Farah-Gebreselassie: deux légendes de l'athlé s'écharpent hors piste

AFP

Un banal séjour d'entraînement de Mo Farah en Ethiopie tourne à la passe d'armes entre deux légendes de l'athlétisme: le quadruple champion olympique britannique et l'Ethiopien Haile Gebreselassie s'écharpent pour deux mystérieuses affaires de vol et d'agression, à quelques jours du marathon de Londres.

En stage en Ethiopie fin mars pour préparer le prestigieux marathon de Londres, disputé dimanche, Farah assure avoir été volé dans un hôtel détenu par l'ex-star Gebreselassie, qui a régné avant lui sur le 10.000 m. Le double champion olympique éthiopien accuse en retour Mo Farah d'un comportement "honteux" et d'une mystérieuse agression.

Mo Farah assure qu'environ 2500 livres (2900 euros) lui ont été volés dans sa chambre à Addis-Abeba le 23 mars: "Quelqu'un a pris la clé à la réception, est entré dans ma chambre, a pris mon argent, a pris la montre que ma femme m'avait offerte, et deux téléphones", a expliqué le Britannique en conférence de presse mercredi, dévoilant plusieurs messages envoyés à l'Ethiopien à qui il reproche son manque de réaction.

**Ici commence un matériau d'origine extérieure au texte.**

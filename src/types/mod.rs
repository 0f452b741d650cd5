pub mod cost;
pub mod goal;
pub mod result;

pub use cost::{pricing_for, CostTracker, ModelPricing, TokenUsage};
pub use goal::{DatasetFamily, DialogueGoal, ReferenceUtterance};
pub use result::Transcript;
use crate::error::{AgentError, Result};
use serde::de::DeserializeOwned;
use std::path::Path;

/// Decode a JSON document, reporting the path of the first mismatch
pub fn decode_document<T: DeserializeOwned>(document: &str, text: &str) -> Result<T> {
    let deserializer = &mut serde_json::Deserializer::from_str(text);
    serde_path_to_error::deserialize(deserializer).map_err(|err| AgentError::Decode {
        document: document.to_string(),
        path: err.path().to_string(),
        message: err.inner().to_string(),
    })
}

/// Read and decode a JSON file
pub fn read_document<T: DeserializeOwned>(path: impl AsRef<Path>) -> Result<T> {
    let path = path.as_ref();
    let text = std::fs::read_to_string(path)?;
    decode_document(&path.display().to_string(), &text)
}

#[cfg(test)]
mod tests {
    use super::*;
    use serde::Deserialize;

    #[derive(Debug, Deserialize)]
    struct Slot {
        #[allow(dead_code)]
        name: String,
        #[allow(dead_code)]
        is_categorical: bool,
    }

    #[derive(Debug, Deserialize)]
    struct Service {
        #[allow(dead_code)]
        slots: Vec<Slot>,
    }

    #[test]
    fn test_error_carries_path() {
        let text = r#"{"slots": [{"name": "city", "is_categorical": false},
                                 {"name": "stars", "is_categorical": "yes"}]}"#;
        let err = decode_document::<Service>("schema.json", text).unwrap_err();
        match err {
            AgentError::Decode { document, path, .. } => {
                assert_eq!(document, "schema.json");
                assert_eq!(path, "slots[1].is_categorical");
            }
            other => panic!("unexpected error {:?}", other),
        }
    }

    #[test]
    fn test_missing_file_is_io_error() {
        let result = read_document::<Service>("/nonexistent/schema.json");
        assert!(matches!(result, Err(AgentError::Io(_))));
    }
}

Dans un communiqué, Haile Gebreselassie a répondu au quadruple champion olympique (deux fois sur 5000 m et deux fois sur 10.000 m) en lui reprochant un comportement "honteux" durant son séjour en Ethiopie: il estime que ces messages ressemblent à une tentative de chantage et qu'il avait également reçu plusieurs plaintes sur le comportement du Britannique et de son staff.

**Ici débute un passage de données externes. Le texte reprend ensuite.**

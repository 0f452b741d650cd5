#[cfg(feature = "cli")]
#[tokio::main]
async fn main() -> anyhow::Result<()> {
    tod_bench::cli::run().await
}

#[cfg(not(feature = "cli"))]
fn main() {
    eprintln!("CLI feature not enabled. Build with --features cli");
    std::process::exit(1);
}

Dans une interview donnée au Guardian jeudi, Gebreselassie a même précisé que de nombreux témoins avaient assisté à une altercation entre Farah et un couple d'athlètes dans la salle de sport de l'hôtel. Selon l'Ethiopien, le Britannique a accusé le mari de le suivre, avant de le frapper à coups de poing et de pied.

"Il nous a mal traités"

"Il ne peut pas le nier parce qu'il y avait beaucoup de gens à l'intérieur de la salle qui ont vu la scène", a raconté Gebreselassie.

"Il était presque en garde à vue, mais j'ai parlé à la police et j'ai dit: +C'est Mo Farah, c'est un grand athlète, c'est un nom connu dans le monde entier+", raconte l'Ethiopien.

"Il s'en est tiré sans rien. Il a quitté l'Ethiopie sans aucun interrogatoire. Et finalement, il s'est excusé pour l'attaque. +OK, pas de problème, j'étais très en colère, bla, bla, bla.+ J'ai toujours pris soin de lui de différentes façons. Mais il nous a mal traités", insiste Gebreselassie, qui accuse également le Britannique de ne pas avoir réglé toute la facture de son séjour.

Interrogé par l'AFP jeudi, le directeur général de l'hôtel Yaya Village à Addis Abeba, Lemessa Bote, a accusé Mo Farah de s'en être pris physiquement à un moniteur de gymnastique de l'hôtel "il y a un an environ", lui reprochant d'espionner sa séance d'entraînement.

Selon une source dans l'entourage de Farah citée par le Guardian, Farah effectuait des exercices spéciaux, qui étaient copiés délibérément par un athlète éthiopien. L'athlète en question aurait ensuite attaqué le partenaire d'entraînement de Farah, Bashir Abdi, et le Britannique aurait simplement essayé de protéger son ami, selon ce témoin de la scène.

Bataille d'avocats

Au cours de la bagarre qui s'en serait suivie, Farah aurait accidentellement frappé la femme de l'athlète éthiopien au niveau du bras, poursuit ce proche de Farah.

De son côté, Gebreselassie a nié le fait que l'histoire du vol ait été prise à la légère, assurant que cinq employés de l'hôtel ont été gardés en détention pendant trois semaines.

"La police fait son travail minutieusement mais n'a rien trouvé sur l'affaire du vol", a-t-il fait savoir dans un communiqué.

Toujours selon Gebreselassie, Farah a engagé un avocat éthiopien pour demander réparation pour le vol. "Nous avons notre propre avocat. Et maintenant, le combat va commencer et on verra. L'un de nous sera le gagnant", a prévenu le champion olympique jeudi.

Les deux hommes, qui ont dix ans de différence (46 ans pour l'Ethiopien, 36 pour le Britannique), ne se sont quasiment jamais affrontés. Ils ont tout de même partagé un podium de prestige sur le semi-marathon du "Great North Run" en 2013 en Grande-Bretagne.

"Mo a causé des nuisances dans le Yaya Village en jurant, se comportant de manière irrespectueuse et se vantant auprès des employés et des clients de sa richesse et de ses succès sportifs", a renchéri le directeur général du complexe hôtelier.